- [WORK ITEM]: Find each line below where the word "UnknownInstrument" occurs, and copy it.
SUPPLIED DATA below:
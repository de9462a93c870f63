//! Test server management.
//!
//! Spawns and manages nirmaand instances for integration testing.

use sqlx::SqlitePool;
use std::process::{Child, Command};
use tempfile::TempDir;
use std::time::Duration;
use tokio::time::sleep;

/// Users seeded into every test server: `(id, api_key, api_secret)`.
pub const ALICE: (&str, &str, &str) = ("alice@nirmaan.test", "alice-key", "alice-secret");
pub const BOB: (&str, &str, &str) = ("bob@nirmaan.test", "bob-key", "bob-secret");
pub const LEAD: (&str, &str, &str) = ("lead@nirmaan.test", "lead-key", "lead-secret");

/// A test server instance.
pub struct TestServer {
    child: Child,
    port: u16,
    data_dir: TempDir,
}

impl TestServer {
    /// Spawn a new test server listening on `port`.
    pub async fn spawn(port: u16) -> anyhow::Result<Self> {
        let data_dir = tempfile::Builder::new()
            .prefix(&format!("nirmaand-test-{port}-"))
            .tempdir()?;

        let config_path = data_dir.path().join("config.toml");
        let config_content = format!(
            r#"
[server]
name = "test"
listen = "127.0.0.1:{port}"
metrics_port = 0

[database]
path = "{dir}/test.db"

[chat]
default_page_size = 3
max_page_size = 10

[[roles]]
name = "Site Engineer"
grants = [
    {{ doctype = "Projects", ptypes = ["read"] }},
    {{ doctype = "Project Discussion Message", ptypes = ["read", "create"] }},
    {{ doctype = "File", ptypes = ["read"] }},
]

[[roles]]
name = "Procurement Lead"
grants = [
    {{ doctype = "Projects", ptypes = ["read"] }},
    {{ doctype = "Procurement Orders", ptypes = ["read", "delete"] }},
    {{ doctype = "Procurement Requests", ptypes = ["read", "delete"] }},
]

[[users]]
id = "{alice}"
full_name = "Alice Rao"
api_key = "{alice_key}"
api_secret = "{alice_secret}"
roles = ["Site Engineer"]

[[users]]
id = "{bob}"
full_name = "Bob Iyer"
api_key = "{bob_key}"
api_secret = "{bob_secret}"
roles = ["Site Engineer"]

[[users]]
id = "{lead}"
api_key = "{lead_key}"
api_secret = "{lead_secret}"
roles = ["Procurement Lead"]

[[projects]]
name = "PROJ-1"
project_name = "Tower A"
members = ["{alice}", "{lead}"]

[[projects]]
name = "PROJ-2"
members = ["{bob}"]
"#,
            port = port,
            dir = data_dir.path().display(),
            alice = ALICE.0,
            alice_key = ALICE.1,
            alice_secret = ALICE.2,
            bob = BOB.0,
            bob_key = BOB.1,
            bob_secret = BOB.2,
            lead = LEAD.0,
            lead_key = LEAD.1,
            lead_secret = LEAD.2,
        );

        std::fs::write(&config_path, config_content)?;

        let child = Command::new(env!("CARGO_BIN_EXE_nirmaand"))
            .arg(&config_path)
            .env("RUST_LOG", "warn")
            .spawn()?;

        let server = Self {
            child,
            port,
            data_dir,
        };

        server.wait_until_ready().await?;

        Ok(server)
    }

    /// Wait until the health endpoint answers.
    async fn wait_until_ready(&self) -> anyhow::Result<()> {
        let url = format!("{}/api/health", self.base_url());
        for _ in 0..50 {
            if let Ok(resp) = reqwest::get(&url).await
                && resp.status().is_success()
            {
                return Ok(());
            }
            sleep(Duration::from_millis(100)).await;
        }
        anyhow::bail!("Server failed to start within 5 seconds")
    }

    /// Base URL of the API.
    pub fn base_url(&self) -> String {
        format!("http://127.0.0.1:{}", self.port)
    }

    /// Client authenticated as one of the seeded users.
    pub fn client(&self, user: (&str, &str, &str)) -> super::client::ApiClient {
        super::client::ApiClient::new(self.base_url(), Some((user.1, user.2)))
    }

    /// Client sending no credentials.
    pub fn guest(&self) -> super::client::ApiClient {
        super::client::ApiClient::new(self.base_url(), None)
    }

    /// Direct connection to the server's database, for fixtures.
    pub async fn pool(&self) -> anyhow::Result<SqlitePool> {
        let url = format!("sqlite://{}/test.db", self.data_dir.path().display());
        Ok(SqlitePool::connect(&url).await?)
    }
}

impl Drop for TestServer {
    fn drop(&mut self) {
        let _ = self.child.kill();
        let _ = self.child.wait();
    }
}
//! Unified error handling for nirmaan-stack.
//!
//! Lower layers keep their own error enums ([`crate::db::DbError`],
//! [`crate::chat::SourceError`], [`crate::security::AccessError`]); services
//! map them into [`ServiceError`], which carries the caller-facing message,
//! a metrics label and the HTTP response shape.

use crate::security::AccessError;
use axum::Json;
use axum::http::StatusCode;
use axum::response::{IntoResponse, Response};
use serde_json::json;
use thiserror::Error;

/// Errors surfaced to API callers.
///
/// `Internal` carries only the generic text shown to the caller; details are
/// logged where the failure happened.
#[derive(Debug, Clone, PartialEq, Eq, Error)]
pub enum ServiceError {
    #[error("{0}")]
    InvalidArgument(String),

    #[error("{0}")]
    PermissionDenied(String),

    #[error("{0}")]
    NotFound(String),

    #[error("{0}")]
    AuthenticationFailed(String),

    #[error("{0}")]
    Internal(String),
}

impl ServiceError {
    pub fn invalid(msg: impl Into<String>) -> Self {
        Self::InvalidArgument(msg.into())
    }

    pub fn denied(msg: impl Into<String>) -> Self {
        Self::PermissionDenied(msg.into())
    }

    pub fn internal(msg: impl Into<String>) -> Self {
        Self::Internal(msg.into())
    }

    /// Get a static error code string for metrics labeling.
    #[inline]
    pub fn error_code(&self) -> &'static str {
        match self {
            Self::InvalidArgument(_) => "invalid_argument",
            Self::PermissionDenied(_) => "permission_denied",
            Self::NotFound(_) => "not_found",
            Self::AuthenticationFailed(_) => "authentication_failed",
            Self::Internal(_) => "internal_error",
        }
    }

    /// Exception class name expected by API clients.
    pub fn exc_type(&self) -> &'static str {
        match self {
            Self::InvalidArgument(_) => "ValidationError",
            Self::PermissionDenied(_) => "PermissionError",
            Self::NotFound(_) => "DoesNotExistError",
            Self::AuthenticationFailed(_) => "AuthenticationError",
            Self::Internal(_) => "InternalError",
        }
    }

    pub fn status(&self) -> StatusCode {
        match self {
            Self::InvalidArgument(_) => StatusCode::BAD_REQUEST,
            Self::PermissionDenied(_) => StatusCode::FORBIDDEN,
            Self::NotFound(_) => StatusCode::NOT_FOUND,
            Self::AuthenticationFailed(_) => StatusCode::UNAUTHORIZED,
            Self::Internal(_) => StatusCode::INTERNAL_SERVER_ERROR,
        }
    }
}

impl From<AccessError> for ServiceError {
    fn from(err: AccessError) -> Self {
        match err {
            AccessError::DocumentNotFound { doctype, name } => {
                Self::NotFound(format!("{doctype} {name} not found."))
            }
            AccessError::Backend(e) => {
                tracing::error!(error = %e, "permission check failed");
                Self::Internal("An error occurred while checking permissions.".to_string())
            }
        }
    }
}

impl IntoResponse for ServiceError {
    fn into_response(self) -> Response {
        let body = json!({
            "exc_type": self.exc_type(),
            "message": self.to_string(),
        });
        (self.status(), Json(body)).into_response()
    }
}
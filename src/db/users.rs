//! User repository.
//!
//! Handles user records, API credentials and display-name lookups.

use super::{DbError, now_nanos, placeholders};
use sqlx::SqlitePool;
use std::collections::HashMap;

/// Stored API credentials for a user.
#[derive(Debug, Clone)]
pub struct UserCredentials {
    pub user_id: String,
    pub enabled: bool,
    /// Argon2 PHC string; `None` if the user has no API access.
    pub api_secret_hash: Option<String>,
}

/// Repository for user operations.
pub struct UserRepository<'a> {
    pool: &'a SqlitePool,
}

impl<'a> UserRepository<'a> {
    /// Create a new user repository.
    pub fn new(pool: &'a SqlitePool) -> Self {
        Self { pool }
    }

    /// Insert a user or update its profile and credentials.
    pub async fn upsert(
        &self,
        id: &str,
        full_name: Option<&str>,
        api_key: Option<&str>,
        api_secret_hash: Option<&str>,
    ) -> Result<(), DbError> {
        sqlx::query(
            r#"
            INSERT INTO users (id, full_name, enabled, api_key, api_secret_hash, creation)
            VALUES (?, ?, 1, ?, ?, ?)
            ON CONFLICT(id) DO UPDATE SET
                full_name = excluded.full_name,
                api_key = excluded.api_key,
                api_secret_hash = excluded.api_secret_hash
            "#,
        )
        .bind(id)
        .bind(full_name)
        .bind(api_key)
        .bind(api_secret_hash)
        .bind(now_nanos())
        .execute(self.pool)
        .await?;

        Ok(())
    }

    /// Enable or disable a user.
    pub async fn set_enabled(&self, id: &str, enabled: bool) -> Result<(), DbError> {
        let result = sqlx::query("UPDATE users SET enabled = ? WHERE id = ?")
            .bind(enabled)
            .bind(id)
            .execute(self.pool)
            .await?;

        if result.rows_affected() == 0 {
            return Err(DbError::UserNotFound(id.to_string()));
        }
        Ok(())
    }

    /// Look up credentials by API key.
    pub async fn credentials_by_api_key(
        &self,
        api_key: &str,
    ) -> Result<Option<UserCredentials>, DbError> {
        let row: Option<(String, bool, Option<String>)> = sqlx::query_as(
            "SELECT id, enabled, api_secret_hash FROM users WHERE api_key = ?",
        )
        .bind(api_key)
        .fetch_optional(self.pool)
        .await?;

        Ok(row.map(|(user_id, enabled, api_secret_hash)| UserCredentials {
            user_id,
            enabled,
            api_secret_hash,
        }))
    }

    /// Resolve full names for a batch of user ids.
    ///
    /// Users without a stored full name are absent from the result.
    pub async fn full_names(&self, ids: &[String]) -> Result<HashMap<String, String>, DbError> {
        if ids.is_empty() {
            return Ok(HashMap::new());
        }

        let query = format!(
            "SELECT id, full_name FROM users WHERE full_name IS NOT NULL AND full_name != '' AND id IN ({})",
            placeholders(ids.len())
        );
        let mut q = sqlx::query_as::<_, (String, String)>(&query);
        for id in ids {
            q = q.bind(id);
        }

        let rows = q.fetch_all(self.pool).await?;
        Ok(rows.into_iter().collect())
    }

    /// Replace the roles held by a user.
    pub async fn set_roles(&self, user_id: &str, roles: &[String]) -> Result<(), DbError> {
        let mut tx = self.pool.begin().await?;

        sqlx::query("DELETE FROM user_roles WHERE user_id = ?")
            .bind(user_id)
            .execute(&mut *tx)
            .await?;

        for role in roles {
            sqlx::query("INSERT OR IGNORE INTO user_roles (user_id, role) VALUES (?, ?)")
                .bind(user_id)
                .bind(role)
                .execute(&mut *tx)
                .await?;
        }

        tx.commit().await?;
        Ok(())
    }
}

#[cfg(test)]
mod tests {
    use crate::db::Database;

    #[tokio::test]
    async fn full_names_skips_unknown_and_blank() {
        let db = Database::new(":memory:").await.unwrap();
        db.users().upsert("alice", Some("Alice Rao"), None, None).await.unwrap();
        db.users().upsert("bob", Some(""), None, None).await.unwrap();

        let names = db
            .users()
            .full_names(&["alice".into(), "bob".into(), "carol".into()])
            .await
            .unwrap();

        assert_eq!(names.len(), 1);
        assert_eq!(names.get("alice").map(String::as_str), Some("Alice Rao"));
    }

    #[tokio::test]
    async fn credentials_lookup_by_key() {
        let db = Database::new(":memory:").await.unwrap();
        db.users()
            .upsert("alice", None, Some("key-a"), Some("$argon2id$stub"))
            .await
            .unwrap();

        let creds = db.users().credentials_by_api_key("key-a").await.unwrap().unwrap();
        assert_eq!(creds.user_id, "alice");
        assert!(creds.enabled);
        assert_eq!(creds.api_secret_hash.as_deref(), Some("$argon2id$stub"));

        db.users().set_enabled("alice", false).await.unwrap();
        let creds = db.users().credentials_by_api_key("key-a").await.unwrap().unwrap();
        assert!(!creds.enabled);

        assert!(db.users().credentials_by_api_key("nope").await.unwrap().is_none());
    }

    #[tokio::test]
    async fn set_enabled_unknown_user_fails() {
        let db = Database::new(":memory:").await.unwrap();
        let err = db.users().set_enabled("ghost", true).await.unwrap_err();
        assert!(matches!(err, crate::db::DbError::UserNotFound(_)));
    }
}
End of SUPPLIED DATA.
SUPPLIED DATA below:
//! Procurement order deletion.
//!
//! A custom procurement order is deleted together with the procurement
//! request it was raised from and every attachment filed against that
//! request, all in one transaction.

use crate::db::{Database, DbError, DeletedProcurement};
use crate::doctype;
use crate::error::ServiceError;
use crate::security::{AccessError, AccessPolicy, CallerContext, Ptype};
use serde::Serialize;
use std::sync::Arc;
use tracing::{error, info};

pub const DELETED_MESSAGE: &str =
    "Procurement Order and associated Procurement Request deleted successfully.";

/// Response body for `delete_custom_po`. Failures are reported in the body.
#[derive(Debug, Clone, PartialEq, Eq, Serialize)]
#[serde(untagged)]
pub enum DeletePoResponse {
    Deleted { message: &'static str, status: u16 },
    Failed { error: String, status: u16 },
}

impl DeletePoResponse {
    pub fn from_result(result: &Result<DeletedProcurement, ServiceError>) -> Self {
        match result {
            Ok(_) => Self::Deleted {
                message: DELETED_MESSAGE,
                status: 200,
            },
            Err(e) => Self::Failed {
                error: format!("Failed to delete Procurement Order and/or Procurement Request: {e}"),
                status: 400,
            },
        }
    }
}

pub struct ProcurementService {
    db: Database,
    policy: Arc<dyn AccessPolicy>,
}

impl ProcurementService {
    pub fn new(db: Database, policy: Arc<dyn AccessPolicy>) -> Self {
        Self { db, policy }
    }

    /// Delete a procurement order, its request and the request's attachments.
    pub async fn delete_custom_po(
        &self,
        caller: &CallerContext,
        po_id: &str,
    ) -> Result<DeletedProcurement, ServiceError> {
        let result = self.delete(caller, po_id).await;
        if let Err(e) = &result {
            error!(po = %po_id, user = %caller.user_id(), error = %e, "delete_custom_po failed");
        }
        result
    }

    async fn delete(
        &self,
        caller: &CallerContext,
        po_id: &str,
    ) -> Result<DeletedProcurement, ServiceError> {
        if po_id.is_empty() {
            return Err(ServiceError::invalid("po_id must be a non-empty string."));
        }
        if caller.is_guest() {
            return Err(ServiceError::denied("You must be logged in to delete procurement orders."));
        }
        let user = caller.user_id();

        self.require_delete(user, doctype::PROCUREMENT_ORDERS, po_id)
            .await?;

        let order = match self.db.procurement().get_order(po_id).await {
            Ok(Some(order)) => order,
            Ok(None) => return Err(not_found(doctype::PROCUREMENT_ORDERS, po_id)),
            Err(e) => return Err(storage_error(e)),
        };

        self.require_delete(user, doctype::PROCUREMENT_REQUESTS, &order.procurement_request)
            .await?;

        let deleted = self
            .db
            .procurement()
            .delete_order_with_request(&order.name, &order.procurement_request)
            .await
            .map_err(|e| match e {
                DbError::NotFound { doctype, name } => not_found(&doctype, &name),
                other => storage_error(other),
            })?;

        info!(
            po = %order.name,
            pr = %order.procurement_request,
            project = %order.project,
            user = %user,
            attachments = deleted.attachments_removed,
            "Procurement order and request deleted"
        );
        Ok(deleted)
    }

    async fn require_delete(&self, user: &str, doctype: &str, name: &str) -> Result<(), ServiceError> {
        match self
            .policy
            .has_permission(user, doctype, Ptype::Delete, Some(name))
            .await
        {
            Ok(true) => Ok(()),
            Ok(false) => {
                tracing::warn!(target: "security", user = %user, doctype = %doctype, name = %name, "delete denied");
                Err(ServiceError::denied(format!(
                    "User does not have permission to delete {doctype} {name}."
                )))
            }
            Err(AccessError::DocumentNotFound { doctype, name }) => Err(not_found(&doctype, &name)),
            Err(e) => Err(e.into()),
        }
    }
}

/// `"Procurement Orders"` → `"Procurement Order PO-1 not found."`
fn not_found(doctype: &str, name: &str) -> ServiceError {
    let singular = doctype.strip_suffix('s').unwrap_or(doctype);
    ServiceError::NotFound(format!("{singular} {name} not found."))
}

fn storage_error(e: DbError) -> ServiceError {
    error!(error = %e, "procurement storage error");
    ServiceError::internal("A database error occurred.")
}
End of SUPPLIED DATA.
SUPPLIED DATA below:
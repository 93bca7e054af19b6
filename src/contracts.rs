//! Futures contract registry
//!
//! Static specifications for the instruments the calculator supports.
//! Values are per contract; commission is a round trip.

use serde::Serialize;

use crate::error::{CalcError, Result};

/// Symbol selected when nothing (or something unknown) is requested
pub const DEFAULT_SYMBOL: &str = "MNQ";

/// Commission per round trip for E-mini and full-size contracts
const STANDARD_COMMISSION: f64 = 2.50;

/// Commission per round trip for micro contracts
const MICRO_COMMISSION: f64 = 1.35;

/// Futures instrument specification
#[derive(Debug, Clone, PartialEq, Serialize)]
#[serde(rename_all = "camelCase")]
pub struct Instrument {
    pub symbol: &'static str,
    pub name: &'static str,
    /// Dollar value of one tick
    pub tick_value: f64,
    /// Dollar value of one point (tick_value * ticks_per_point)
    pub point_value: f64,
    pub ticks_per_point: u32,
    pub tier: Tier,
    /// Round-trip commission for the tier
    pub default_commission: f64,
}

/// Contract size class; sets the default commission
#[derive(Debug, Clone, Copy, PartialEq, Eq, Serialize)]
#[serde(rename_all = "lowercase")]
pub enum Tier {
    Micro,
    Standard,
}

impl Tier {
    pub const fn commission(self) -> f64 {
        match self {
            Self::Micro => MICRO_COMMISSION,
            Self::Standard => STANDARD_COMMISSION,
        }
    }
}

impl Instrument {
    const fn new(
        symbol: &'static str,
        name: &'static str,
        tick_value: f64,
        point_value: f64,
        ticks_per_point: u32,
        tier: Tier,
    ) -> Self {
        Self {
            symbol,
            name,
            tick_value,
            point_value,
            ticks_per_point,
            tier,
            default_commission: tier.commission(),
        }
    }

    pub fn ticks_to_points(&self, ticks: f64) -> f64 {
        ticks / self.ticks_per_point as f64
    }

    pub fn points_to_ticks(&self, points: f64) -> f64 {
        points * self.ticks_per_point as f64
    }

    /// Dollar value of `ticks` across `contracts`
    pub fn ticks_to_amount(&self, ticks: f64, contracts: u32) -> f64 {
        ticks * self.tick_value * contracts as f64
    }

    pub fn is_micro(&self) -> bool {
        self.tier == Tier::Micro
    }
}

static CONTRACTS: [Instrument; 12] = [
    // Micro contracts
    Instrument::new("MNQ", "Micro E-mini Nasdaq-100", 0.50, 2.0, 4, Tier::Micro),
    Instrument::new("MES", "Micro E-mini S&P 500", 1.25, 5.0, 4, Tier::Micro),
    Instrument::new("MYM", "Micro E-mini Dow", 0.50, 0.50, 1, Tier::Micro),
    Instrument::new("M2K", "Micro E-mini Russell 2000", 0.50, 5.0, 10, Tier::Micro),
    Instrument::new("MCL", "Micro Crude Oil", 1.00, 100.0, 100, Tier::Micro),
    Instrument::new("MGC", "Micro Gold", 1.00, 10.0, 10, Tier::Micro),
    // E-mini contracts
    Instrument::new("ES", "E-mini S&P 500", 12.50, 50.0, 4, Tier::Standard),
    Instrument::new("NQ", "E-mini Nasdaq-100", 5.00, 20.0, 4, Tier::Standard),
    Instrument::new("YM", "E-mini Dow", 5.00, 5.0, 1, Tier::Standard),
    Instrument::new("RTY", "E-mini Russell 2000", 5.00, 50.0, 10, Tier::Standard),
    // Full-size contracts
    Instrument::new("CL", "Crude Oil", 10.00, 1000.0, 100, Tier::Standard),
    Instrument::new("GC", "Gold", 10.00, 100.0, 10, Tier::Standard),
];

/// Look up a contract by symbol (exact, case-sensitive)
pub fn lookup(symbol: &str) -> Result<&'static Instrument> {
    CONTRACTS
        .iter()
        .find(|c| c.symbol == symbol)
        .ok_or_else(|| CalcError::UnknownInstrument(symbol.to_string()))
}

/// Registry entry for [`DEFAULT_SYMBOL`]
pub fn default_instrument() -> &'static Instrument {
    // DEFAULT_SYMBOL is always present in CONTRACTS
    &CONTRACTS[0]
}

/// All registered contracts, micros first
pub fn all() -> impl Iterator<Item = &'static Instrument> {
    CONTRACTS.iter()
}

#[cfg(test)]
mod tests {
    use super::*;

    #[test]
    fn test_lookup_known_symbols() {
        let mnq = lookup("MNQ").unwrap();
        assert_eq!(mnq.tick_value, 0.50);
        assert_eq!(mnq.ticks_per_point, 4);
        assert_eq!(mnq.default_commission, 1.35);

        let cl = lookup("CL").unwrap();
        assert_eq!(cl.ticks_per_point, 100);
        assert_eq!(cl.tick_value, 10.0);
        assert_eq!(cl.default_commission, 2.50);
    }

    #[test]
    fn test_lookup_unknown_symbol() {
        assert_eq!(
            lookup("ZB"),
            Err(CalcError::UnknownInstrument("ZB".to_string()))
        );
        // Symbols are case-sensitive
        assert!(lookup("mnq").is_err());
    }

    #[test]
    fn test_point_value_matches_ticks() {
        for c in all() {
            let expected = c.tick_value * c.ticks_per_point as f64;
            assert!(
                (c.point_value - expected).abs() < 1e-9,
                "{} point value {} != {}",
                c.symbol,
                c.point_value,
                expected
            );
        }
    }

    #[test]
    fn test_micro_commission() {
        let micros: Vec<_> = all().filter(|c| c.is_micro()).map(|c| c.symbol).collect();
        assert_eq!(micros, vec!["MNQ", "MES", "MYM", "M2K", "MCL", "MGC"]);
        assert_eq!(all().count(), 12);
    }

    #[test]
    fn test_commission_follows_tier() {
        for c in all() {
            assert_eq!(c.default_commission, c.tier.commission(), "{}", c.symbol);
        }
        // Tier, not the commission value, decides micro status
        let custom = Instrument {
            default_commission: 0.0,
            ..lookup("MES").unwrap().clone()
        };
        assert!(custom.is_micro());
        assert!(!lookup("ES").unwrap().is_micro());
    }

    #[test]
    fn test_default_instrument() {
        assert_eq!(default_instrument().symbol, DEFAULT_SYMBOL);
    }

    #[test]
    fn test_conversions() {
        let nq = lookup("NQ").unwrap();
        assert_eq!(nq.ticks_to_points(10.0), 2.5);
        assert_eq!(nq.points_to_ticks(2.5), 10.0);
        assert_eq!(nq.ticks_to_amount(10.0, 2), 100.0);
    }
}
End of SUPPLIED DATA.
- [EXERCISE RESULT]:
        .ok_or_else(|| CalcError::UnknownInstrument(symbol.to_string()))
            Err(CalcError::UnknownInstrument("ZB".to_string()))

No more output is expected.